Dagster Development Expert

Core Philosophy

Think in Assets: Dagster is built around the asset abstraction—persistent objects like tables, files, or models that your pipeline produces. Assets provide:

  • Clear Lineage: Explicit dependencies define data flow
  • Better Observability: Track what data exists and how it was created
  • Improved Testability: Assets are just Python functions that can be tested directly
  • Declarative Pipelines: Focus on what to produce, not how to execute

Assets over Ops: For most data pipelines, prefer assets over ops. Use ops only when the asset abstraction doesn't fit (non-data workflows, complex execution patterns).
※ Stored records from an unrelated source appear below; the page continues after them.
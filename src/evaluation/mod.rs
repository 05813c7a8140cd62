//! Cost model and route-metric replay.
//!
//! - [`CostModel`] — duration lookup with an explicit penalty for
//!   unreachable pairs, used by construction and local search
//! - [`RouteEvaluator`] — replays a stop sequence against the travel
//!   matrix to derive exact route metrics

mod cost;
mod evaluator;

pub use cost::{CostModel, UNREACHABLE_PENALTY_S};
pub use evaluator::RouteEvaluator;
//! Address resolution with caching, bounded retry, and batch reporting.

mod resolver;

pub use resolver::{AddressResolver, GeocodeFailure};
//! Chunked travel-matrix construction.
//!
//! # Algorithm
//!
//! The full N×N query is partitioned into origin×destination sub-blocks of
//! at most `max_elements` oracle elements each: row chunks are capped at 25
//! and the column chunk is whatever keeps `rows * cols <= max_elements`.
//! One oracle call is issued per block (with a small retry bound on
//! transport failures) and the results are stitched into the full matrix by
//! index offset. Elements the oracle reports unreachable stay `None` — the
//! cost model downstream assigns them an explicit penalty instead of a
//! silent numeric sentinel.

use crate::maps::{Coordinates, MapsService, MatrixBlock, MatrixError};

use super::matrix::TravelMatrix;

/// Oracle limit on `origins × destinations` elements per call.
pub const MAX_ELEMENTS_PER_REQUEST: usize = 100;

/// Largest origin chunk per call; keeps blocks square-ish.
const MAX_ROWS_PER_REQUEST: usize = 25;

/// Builds full pairwise travel matrices from a [`MapsService`].
///
/// `points[0]` is the depot, `points[1..]` are stop coordinates. The
/// builder performs no caching of its own: point sets differ per
/// optimization call, and address-level caching lives in the resolver.
pub struct TravelMatrixBuilder<'a, S: MapsService> {
    service: &'a S,
    max_elements: usize,
    max_attempts: u32,
}

impl<'a, S: MapsService> TravelMatrixBuilder<'a, S> {
    /// Creates a builder with the default element limit and retry bound.
    pub fn new(service: &'a S) -> Self {
        Self {
            service,
            max_elements: MAX_ELEMENTS_PER_REQUEST,
            max_attempts: 3,
        }
    }

    /// Overrides the per-call element limit (minimum 1).
    pub fn with_max_elements(mut self, max_elements: usize) -> Self {
        self.max_elements = max_elements.max(1);
        self
    }

    /// Overrides the maximum attempts per block (minimum 1).
    pub fn with_max_attempts(mut self, max_attempts: u32) -> Self {
        self.max_attempts = max_attempts.max(1);
        self
    }

    /// Builds the full N×N travel matrix for the given points.
    ///
    /// # Errors
    ///
    /// Fails with [`MatrixError`] when any block still fails after the
    /// retry bound, or when the oracle returns a block whose shape does not
    /// match the request. A failed build leaves no partial matrix behind.
    pub fn build(&self, points: &[Coordinates]) -> Result<TravelMatrix, MatrixError> {
        let n = points.len();
        let mut matrix = TravelMatrix::new(n);
        if n == 0 {
            return Ok(matrix);
        }

        let rows_chunk = n.min(MAX_ROWS_PER_REQUEST).min(self.max_elements);
        let cols_chunk = (self.max_elements / rows_chunk).clamp(1, n);

        let mut row_start = 0;
        while row_start < n {
            let row_end = (row_start + rows_chunk).min(n);
            let origins = &points[row_start..row_end];

            let mut col_start = 0;
            while col_start < n {
                let col_end = (col_start + cols_chunk).min(n);
                let destinations = &points[col_start..col_end];

                let block = self.fetch_block(origins, destinations)?;
                Self::check_shape(&block, origins.len(), destinations.len())?;

                for (i, row) in block.iter().enumerate() {
                    for (j, &leg) in row.iter().enumerate() {
                        matrix.set(row_start + i, col_start + j, leg);
                    }
                }

                col_start = col_end;
            }
            row_start = row_end;
        }

        Ok(matrix)
    }

    /// Fetches one block, retrying transport failures up to the bound.
    fn fetch_block(
        &self,
        origins: &[Coordinates],
        destinations: &[Coordinates],
    ) -> Result<MatrixBlock, MatrixError> {
        let mut attempt = 0;
        loop {
            attempt += 1;
            match self.service.travel_matrix(origins, destinations) {
                Ok(block) => return Ok(block),
                Err(error) if error.is_transient() && attempt < self.max_attempts => {
                    log::warn!(
                        "travel-matrix block failed on attempt {attempt}: {error}; retrying"
                    );
                }
                Err(error) => return Err(error),
            }
        }
    }

    fn check_shape(
        block: &MatrixBlock,
        expected_rows: usize,
        expected_cols: usize,
    ) -> Result<(), MatrixError> {
        let bad_row = block.iter().find(|row| row.len() != expected_cols);
        if block.len() != expected_rows || bad_row.is_some() {
            return Err(MatrixError::BlockShape {
                rows: block.len(),
                cols: bad_row.map_or(expected_cols, Vec::len),
                expected_rows,
                expected_cols,
            });
        }
        Ok(())
    }
}
//! End-to-end route optimization.
//!
//! # Pipeline
//!
//! 1. Geocode the depot (failure is unconditionally infeasible) and the
//!    stops (per-stop failures exclude the stop and become warnings).
//! 2. Build the travel matrix; an oracle failure aborts the call.
//! 3. Exclude stops the depot cannot reach, then run structural capacity
//!    checks on what remains.
//! 4. Construct an assignment by capacity-aware cheapest insertion, then
//!    improve it — 2-opt, relocate, exchange, plus a balance pass that
//!    relieves the longest route — under a wall-clock budget, restarting
//!    from seeded random perturbations while time remains.
//!
//! The objective is `Σ route duration + β · max route duration`: total
//! duration drives the search while the β term keeps one vehicle from
//! absorbing a marathon route. The budget is the only cancellation
//! mechanism — when it runs out, the best assignment found wins.

use std::collections::HashMap;
use std::time::{Duration, Instant};

use rand::rngs::StdRng;
use rand::SeedableRng;

use crate::constructive::cheapest_insertion;
use crate::distance::{TravelMatrixBuilder, MAX_ELEMENTS_PER_REQUEST};
use crate::evaluation::{CostModel, RouteEvaluator, UNREACHABLE_PENALTY_S};
use crate::geocode::AddressResolver;
use crate::local_search::{exchange_improve, perturb, relocate_improve, two_opt_improve};
use crate::maps::MapsService;
use crate::models::{Load, Plan, Route, Stop, VehicleProfile};

use super::feasibility::{check_fleet_capacity, InfeasibleReason};
use super::outcome::{InfeasibleReport, OptimizeOutcome, SolveError};

/// Tunables for one optimization call.
#[derive(Debug, Clone)]
pub struct OptimizerConfig {
    /// Wall-clock budget for the improvement loop.
    pub time_budget: Duration,
    /// Weight β of the max-route-duration balance term.
    pub balance_weight: f64,
    /// Search-time penalty for unreachable legs, in seconds.
    pub unreachable_penalty: f64,
    /// Oracle element limit per travel-matrix call.
    pub max_elements_per_request: usize,
    /// Seed for the perturbation RNG; fixed seeds make runs reproducible.
    pub seed: u64,
}

impl Default for OptimizerConfig {
    fn default() -> Self {
        Self {
            time_budget: Duration::from_secs(10),
            balance_weight: 3.0,
            unreachable_penalty: UNREACHABLE_PENALTY_S,
            max_elements_per_request: MAX_ELEMENTS_PER_REQUEST,
            seed: 42,
        }
    }
}

/// Optimizes pickup routes for one fleet over a mapping oracle.
///
/// Calls are independent: each receives its own stops and fleet and
/// returns its own plan, so the standard and accessibility fleets can be
/// optimized in either order or in parallel.
pub struct RouteOptimizer<'a, S: MapsService> {
    service: &'a S,
    config: OptimizerConfig,
}

impl<'a, S: MapsService> RouteOptimizer<'a, S> {
    /// Creates an optimizer with default configuration.
    pub fn new(service: &'a S) -> Self {
        Self {
            service,
            config: OptimizerConfig::default(),
        }
    }

    /// Creates an optimizer with explicit configuration.
    pub fn with_config(service: &'a S, config: OptimizerConfig) -> Self {
        Self { service, config }
    }

    /// Computes a route plan for the given depot, stops, and fleet.
    ///
    /// # Errors
    ///
    /// Fails with [`SolveError`] only for oracle problems that leave no
    /// usable cost model. Everything else is expressed in the outcome:
    /// geocoding failures exclude stops, structural shortfalls and empty
    /// searches come back as [`OptimizeOutcome::Infeasible`].
    pub fn optimize(
        &self,
        depot_address: &str,
        stops: &[Stop],
        fleet: &[VehicleProfile],
    ) -> Result<OptimizeOutcome, SolveError> {
        let mut resolver = AddressResolver::new(self.service);

        let depot = match resolver.resolve(depot_address) {
            Ok(coords) => coords,
            Err(error) => {
                return Ok(OptimizeOutcome::Infeasible(InfeasibleReport {
                    reason: InfeasibleReason::DepotUnresolved {
                        address: depot_address.to_string(),
                        source: error,
                    },
                    unresolved: Vec::new(),
                }));
            }
        };

        // Empty stops carry no riders and are never retained.
        let stops: Vec<Stop> = stops
            .iter()
            .filter(|s| s.rider_count() > 0)
            .cloned()
            .collect();

        let addresses: Vec<&str> = stops.iter().map(Stop::address).collect();
        let (coordinates, unresolved) = resolver.resolve_all(&addresses);

        // Stops that survived geocoding, in input order. matrix_stops[i]
        // corresponds to matrix index i + 1.
        let mut points = vec![depot];
        let mut matrix_stops: Vec<Stop> = Vec::new();
        for (stop, coords) in stops.iter().zip(&coordinates) {
            if let Some(coords) = coords {
                points.push(*coords);
                matrix_stops.push(stop.clone());
            }
        }

        let builder = TravelMatrixBuilder::new(self.service)
            .with_max_elements(self.config.max_elements_per_request);
        let matrix = builder.build(&points)?;

        // Split off stops the depot cannot reach (either direction).
        let mut routable: Vec<usize> = Vec::new();
        let mut unroutable: Vec<String> = Vec::new();
        for idx in 1..matrix.size() {
            if matrix.is_reachable(0, idx) && matrix.is_reachable(idx, 0) {
                routable.push(idx);
            } else {
                let address = matrix_stops[idx - 1].address().to_string();
                log::warn!("stop `{address}` is unreachable from the depot; excluding it");
                unroutable.push(address);
            }
        }

        let routable_stops: Vec<Stop> = routable
            .iter()
            .map(|&idx| matrix_stops[idx - 1].clone())
            .collect();
        if let Err(reason) = check_fleet_capacity(&routable_stops, fleet) {
            return Ok(OptimizeOutcome::Infeasible(InfeasibleReport {
                reason,
                unresolved,
            }));
        }

        let cost = CostModel::new(&matrix).with_penalty(self.config.unreachable_penalty);
        let Some(routes) = self.search(&routable, &matrix_stops, fleet, &cost) else {
            return Ok(OptimizeOutcome::Infeasible(InfeasibleReport {
                reason: InfeasibleReason::NoSolutionWithinBudget,
                unresolved,
            }));
        };

        let evaluator = RouteEvaluator::new(&matrix);
        let mut plan_routes = Vec::with_capacity(fleet.len());
        for (vehicle, seq) in fleet.iter().zip(&routes) {
            let mut route = Route::new(vehicle.id());
            for &idx in seq {
                route.push_stop(matrix_stops[idx - 1].clone());
            }
            route.set_metrics(evaluator.replay(seq));
            plan_routes.push(route);
        }

        let stop_indices: HashMap<String, usize> = matrix_stops
            .iter()
            .enumerate()
            .map(|(i, stop)| (stop.address().to_string(), i + 1))
            .collect();

        log::debug!(
            "optimized {} stops across {} vehicles ({} unresolved, {} unroutable)",
            routable.len(),
            fleet.len(),
            unresolved.len(),
            unroutable.len()
        );

        Ok(OptimizeOutcome::Feasible(Plan::new(
            plan_routes,
            fleet.to_vec(),
            matrix,
            stop_indices,
            unresolved,
            unroutable,
        )))
    }

    /// Construction plus budget-bounded improvement.
    fn search(
        &self,
        routable: &[usize],
        stops: &[Stop],
        fleet: &[VehicleProfile],
        cost: &CostModel,
    ) -> Option<Vec<Vec<usize>>> {
        let deadline = Instant::now() + self.config.time_budget;
        let keep_nonempty = routable.len() >= fleet.len();

        let mut best = cheapest_insertion(routable, stops, fleet, cost)?;
        self.improve(&mut best, stops, fleet, cost, keep_nonempty, deadline);
        let mut best_objective = self.objective(&best, cost);

        let mut rng = StdRng::seed_from_u64(self.config.seed);
        while Instant::now() < deadline {
            let mut candidate = best.clone();
            perturb(&mut candidate, stops, fleet, &mut rng, 3, keep_nonempty);
            self.improve(&mut candidate, stops, fleet, cost, keep_nonempty, deadline);
            let objective = self.objective(&candidate, cost);
            if objective < best_objective - 1e-9 {
                best = candidate;
                best_objective = objective;
            }
        }

        Some(best)
    }

    /// One improvement round: 2-opt per route, relocate, exchange, and the
    /// balance pass, repeated until the total stops improving or the
    /// deadline passes.
    fn improve(
        &self,
        routes: &mut Vec<Vec<usize>>,
        stops: &[Stop],
        fleet: &[VehicleProfile],
        cost: &CostModel,
        keep_nonempty: bool,
        deadline: Instant,
    ) {
        loop {
            let before = self.objective(routes, cost);

            for seq in routes.iter_mut() {
                let (improved, _) = two_opt_improve(seq, cost);
                *seq = improved;
            }
            if Instant::now() >= deadline {
                return;
            }

            *routes = relocate_improve(routes, stops, fleet, cost, keep_nonempty);
            if Instant::now() >= deadline {
                return;
            }

            *routes = exchange_improve(routes, stops, fleet, cost, keep_nonempty);
            self.balance(routes, stops, fleet, cost, keep_nonempty);

            let after = self.objective(routes, cost);
            if after >= before - 1e-9 || Instant::now() >= deadline {
                return;
            }
        }
    }

    /// Relieves the longest route: moves one of its stops elsewhere while
    /// the full objective (including the β term) improves.
    fn balance(
        &self,
        routes: &mut Vec<Vec<usize>>,
        stops: &[Stop],
        fleet: &[VehicleProfile],
        cost: &CostModel,
        keep_nonempty: bool,
    ) {
        let min_len = if keep_nonempty { 1 } else { 0 };
        loop {
            let current_objective = self.objective(routes, cost);
            let longest = match routes
                .iter()
                .enumerate()
                .max_by(|(_, a), (_, b)| {
                    cost.route_duration(a)
                        .partial_cmp(&cost.route_duration(b))
                        .expect("durations should not be NaN")
                })
                .map(|(i, _)| i)
            {
                Some(i) if routes[i].len() > min_len => i,
                _ => return,
            };

            let mut best: Option<(usize, usize, usize, f64)> = None;
            for from_pos in 0..routes[longest].len() {
                let stop_idx = routes[longest][from_pos];
                for to_route in 0..routes.len() {
                    if to_route == longest {
                        continue;
                    }
                    let mut load = Load::from_sequence(&routes[to_route], stops);
                    load.add_stop(&stops[stop_idx - 1]);
                    if !load.fits(&fleet[to_route]) {
                        continue;
                    }

                    for to_pos in 0..=routes[to_route].len() {
                        let mut candidate = routes.clone();
                        let moved = candidate[longest].remove(from_pos);
                        candidate[to_route].insert(to_pos, moved);
                        let objective = self.objective(&candidate, cost);
                        let is_better =
                            best.is_none_or(|(_, _, _, best_obj)| objective < best_obj);
                        if objective < current_objective - 1e-9 && is_better {
                            best = Some((from_pos, to_route, to_pos, objective));
                        }
                    }
                }
            }

            match best {
                Some((from_pos, to_route, to_pos, _)) => {
                    let moved = routes[longest].remove(from_pos);
                    routes[to_route].insert(to_pos, moved);
                }
                None => return,
            }
        }
    }

    /// `Σ route duration + β · max route duration`, penalty-priced.
    fn objective(&self, routes: &[Vec<usize>], cost: &CostModel) -> f64 {
        let mut total = 0.0;
        let mut longest = 0.0_f64;
        for seq in routes {
            let duration = cost.route_duration(seq);
            total += duration;
            longest = longest.max(duration);
        }
        total + self.config.balance_weight * longest
    }
}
Environment Separation: Use resources and EnvVar to maintain separate configurations for dev, staging, and production without code changes.


Quick Reference

If you're writing...Check this section/reference
@dg.assetAssets or references/assets.md
ConfigurableResourceResources or references/resources.md
AutomationConditionDeclarative Automation or references/automation.md
@dg.schedule or ScheduleDefinitionAutomation or references/automation.md
@dg.sensorSensors or references/automation.md
PartitionsDefinitionPartitions or references/automation.md
Tests with dg.materialize()Testing or references/testing.md
@asset_checkreferences/testing.md#asset-checks
@dlt_assets or @sling_assetsreferences/etl-patterns.md
@dbt_assetsdbt Integration or dbt-development skill
Definitions or code locationsreferences/project-structure.md
Components (defs.yaml)references/project-structure.md#components

Core Concepts

Asset: A persistent object (table, file, model) that your pipeline produces. Define with @dg.asset.

Resource: External services/tools (databases, APIs) shared across assets. Define with ConfigurableResource.
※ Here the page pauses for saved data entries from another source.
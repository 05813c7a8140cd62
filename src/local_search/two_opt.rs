//! Intra-route 2-opt improvement.
//!
//! # Algorithm
//!
//! For each pair of edges in a route, compute the duration change from
//! reversing the segment between them:
//!
//! ```text
//! delta = d(prev_i, r[j]) + d(r[i], next_j) - d(prev_i, r[i]) - d(r[j], next_j)
//! ```
//!
//! If delta < 0, reverse the segment `[i..=j]` and accept the improvement.
//! Repeat until no further improvements are found (first-improvement
//! strategy). Durations are asymmetric in general, so the delta is exact
//! only for symmetric matrices; a full re-pricing guards the final accept.
//!
//! # Complexity
//!
//! O(n²) per pass.
//!
//! # Reference
//!
//! Croes, G.A. (1958). "A method for solving traveling salesman problems",
//! *Operations Research* 6(6), 791-812.

use crate::evaluation::CostModel;

/// Applies 2-opt improvement to a single stop-index sequence.
///
/// The route implicitly starts and ends at the depot (index 0). Returns
/// the improved sequence and its total duration.
pub fn two_opt_improve(seq: &[usize], cost: &CostModel) -> (Vec<usize>, f64) {
    if seq.len() < 2 {
        return (seq.to_vec(), cost.route_duration(seq));
    }

    let mut current = seq.to_vec();
    let mut current_duration = cost.route_duration(&current);
    let mut improved = true;

    while improved {
        improved = false;
        let n = current.len();

        for i in 0..n - 1 {
            for j in i + 1..n {
                let delta = two_opt_delta(&current, cost, i, j);
                if delta < -1e-9 {
                    let mut candidate = current.clone();
                    candidate[i..=j].reverse();
                    // Asymmetric durations: the edge delta is a lower
                    // bound, so confirm with a full re-pricing.
                    let candidate_duration = cost.route_duration(&candidate);
                    if candidate_duration < current_duration - 1e-9 {
                        current = candidate;
                        current_duration = candidate_duration;
                        improved = true;
                    }
                }
            }
        }
    }

    (current, current_duration)
}

/// Duration change of the boundary edges when reversing `[i..=j]`.
fn two_opt_delta(seq: &[usize], cost: &CostModel, i: usize, j: usize) -> f64 {
    let n = seq.len();
    let prev_i = if i == 0 { 0 } else { seq[i - 1] };
    let next_j = if j == n - 1 { 0 } else { seq[j + 1] };

    let old_cost = cost.duration(prev_i, seq[i]) + cost.duration(seq[j], next_j);
    let new_cost = cost.duration(prev_i, seq[j]) + cost.duration(seq[i], next_j);

    new_cost - old_cost
}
Job: A selection of assets to execute together. Create with dg.define_asset_job().

Schedule: Time-based automation for jobs. Create with dg.ScheduleDefinition.

Sensor: Event-driven automation that watches for changes. Define with @dg.sensor.
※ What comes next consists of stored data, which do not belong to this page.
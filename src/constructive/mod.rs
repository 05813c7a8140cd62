//! Constructive heuristics for building initial assignments.
//!
//! - [`cheapest_insertion`] — Capacity-aware parallel cheapest insertion
//!   with vehicle seeding, O(n²·m)

mod cheapest_insertion;

pub use cheapest_insertion::{cheapest_insertion, insertion_cost};
//! Search-time duration costs.

use crate::distance::TravelMatrix;

/// Penalty duration, in seconds, charged for an unreachable pair.
///
/// Large enough to dominate any real route so the search steers away from
/// undefined legs, yet finite so cost arithmetic stays ordered. The penalty
/// exists only inside the search objective: reported metrics come from
/// [`RouteEvaluator`](super::RouteEvaluator), which refuses to invent
/// numbers for unreachable legs.
pub const UNREACHABLE_PENALTY_S: f64 = 1.0e7;

/// Duration lookup over a travel matrix with the unreachable penalty
/// applied.
///
/// # Examples
///
/// ```
/// use paratransit_routing::distance::TravelMatrix;
/// use paratransit_routing::evaluation::{CostModel, UNREACHABLE_PENALTY_S};
/// use paratransit_routing::maps::Leg;
///
/// let leg = Some(Leg { distance_m: 1000.0, duration_s: 90.0 });
/// let tm = TravelMatrix::from_entries(2, vec![leg, leg, None, leg]).expect("valid");
/// let cost = CostModel::new(&tm);
/// assert_eq!(cost.duration(0, 1), 90.0);
/// assert_eq!(cost.duration(1, 0), UNREACHABLE_PENALTY_S);
/// ```
pub struct CostModel<'a> {
    matrix: &'a TravelMatrix,
    penalty: f64,
}

impl<'a> CostModel<'a> {
    /// Creates a cost model with the default penalty.
    pub fn new(matrix: &'a TravelMatrix) -> Self {
        Self {
            matrix,
            penalty: UNREACHABLE_PENALTY_S,
        }
    }

    /// Overrides the unreachable penalty.
    pub fn with_penalty(mut self, penalty: f64) -> Self {
        self.penalty = penalty;
        self
    }

    /// Travel duration from `from` to `to`, or the penalty if undefined.
    pub fn duration(&self, from: usize, to: usize) -> f64 {
        self.matrix.duration(from, to).unwrap_or(self.penalty)
    }

    /// Total duration of `depot → seq[0] → ... → seq[n-1] → depot`,
    /// penalty-priced. Zero for an empty sequence.
    pub fn route_duration(&self, seq: &[usize]) -> f64 {
        let Some(&first) = seq.first() else {
            return 0.0;
        };
        let mut total = self.duration(0, first);
        for pair in seq.windows(2) {
            total += self.duration(pair[0], pair[1]);
        }
        total += self.duration(seq[seq.len() - 1], 0);
        total
    }

    /// The underlying matrix.
    pub fn matrix(&self) -> &TravelMatrix {
        self.matrix
    }

    /// The configured penalty.
    pub fn penalty(&self) -> f64 {
        self.penalty
    }
}

#[cfg(test)]
mod tests {
    use super::*;
    use crate::maps::Leg;

    fn line_matrix() -> TravelMatrix {
        // Four points on a line, duration = 60 s per step.
        let mut entries = Vec::new();
        for from in 0..4usize {
            for to in 0..4usize {
                let steps = from.abs_diff(to) as f64;
                entries.push(Some(Leg {
                    distance_m: steps * 1000.0,
                    duration_s: steps * 60.0,
                }));
            }
        }
        TravelMatrix::from_entries(4, entries).expect("valid")
    }

    #[test]
    fn test_duration_lookup() {
        let tm = line_matrix();
        let cost = CostModel::new(&tm);
        assert_eq!(cost.duration(0, 3), 180.0);
        assert_eq!(cost.duration(2, 2), 0.0);
    }

    #[test]
    fn test_penalty_for_unreachable() {
        let leg = Some(Leg {
            distance_m: 0.0,
            duration_s: 0.0,
        });
        let tm = TravelMatrix::from_entries(2, vec![leg, None, leg, leg]).expect("valid");
        let cost = CostModel::new(&tm).with_penalty(5000.0);
        assert_eq!(cost.duration(0, 1), 5000.0);
        assert_eq!(cost.duration(1, 0), 0.0);
    }

    #[test]
    fn test_route_duration() {
        let tm = line_matrix();
        let cost = CostModel::new(&tm);
        // 0→1→2→3→0 = 60 + 60 + 60 + 180
        assert_eq!(cost.route_duration(&[1, 2, 3]), 360.0);
        // 0→3→0
        assert_eq!(cost.route_duration(&[3]), 360.0);
        assert_eq!(cost.route_duration(&[]), 0.0);
    }
}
Partition: Logical divisions of data (by date, category). Define with PartitionsDefinition.

Definitions: The container for all Dagster objects in a code location.

Component: Reusable, declarative building blocks that generate Definitions from configuration (YAML). Use for standardized patterns.

Declarative Automation: Modern automation framework where you set conditions on assets rather than scheduling jobs.


Assets Quick Reference

Basic Asset

import dagster as dg

@dg.asset
def my_asset() -> None:
    """Asset description appears in the UI."""
    # Your computation logic here
    pass

Asset with Dependencies

@dg.asset
def downstream_asset(upstream_asset) -> dict:
    """Depends on upstream_asset by naming it as a parameter."""
    return {"processed": upstream_asset}

Asset with Metadata

@dg.asset(
    group_name="analytics",
    key_prefix=["warehouse", "staging"],
    description="Cleaned customer data",
    owners=["team:data-engineering", "alice@example.com"],
    tags={"priority": "high", "domain": "sales"},
    code_version="1.2.0",
)
def customers() -> None:
    pass

Best Practices:

  • Naming: Use nouns describing what is produced (customers, daily_revenue), not verbs (load_customers)
  • Tags: Primary mechanism for organization (use liberally)
  • Owners: Specify team or individual owners for accountability
  • code_version: Track when asset logic changes for lineage

Resources Quick Reference

Define a Resource

from dagster import ConfigurableResource

class DatabaseResource(ConfigurableResource):
    connection_string: str

    def query(self, sql: str) -> list:
        # Implementation here
        pass

Use in Assets

@dg.asset
def my_asset(database: DatabaseResource) -> None:
    results = database.query("SELECT * FROM table")

Register in Definitions

dg.Definitions(
    assets=[my_asset],
    resources={"database": DatabaseResource(connection_string="...")},
)

Automation Quick Reference

Schedule

import dagster as dg
from my_project.defs.jobs import my_job

my_schedule = dg.ScheduleDefinition(
    job=my_job,
    cron_schedule="0 0 * * *",  # Daily at midnight
)

Common Cron Patterns

PatternMeaning
0 * * * *Every hour
0 0 * * *Daily at midnight
0 0 * * 1Weekly on Monday
0 0 1 * *Monthly on the 1st
0 0 5 * *Monthly on the 5th

Declarative Automation Quick Reference

Modern automation pattern: Set conditions on assets instead of scheduling jobs.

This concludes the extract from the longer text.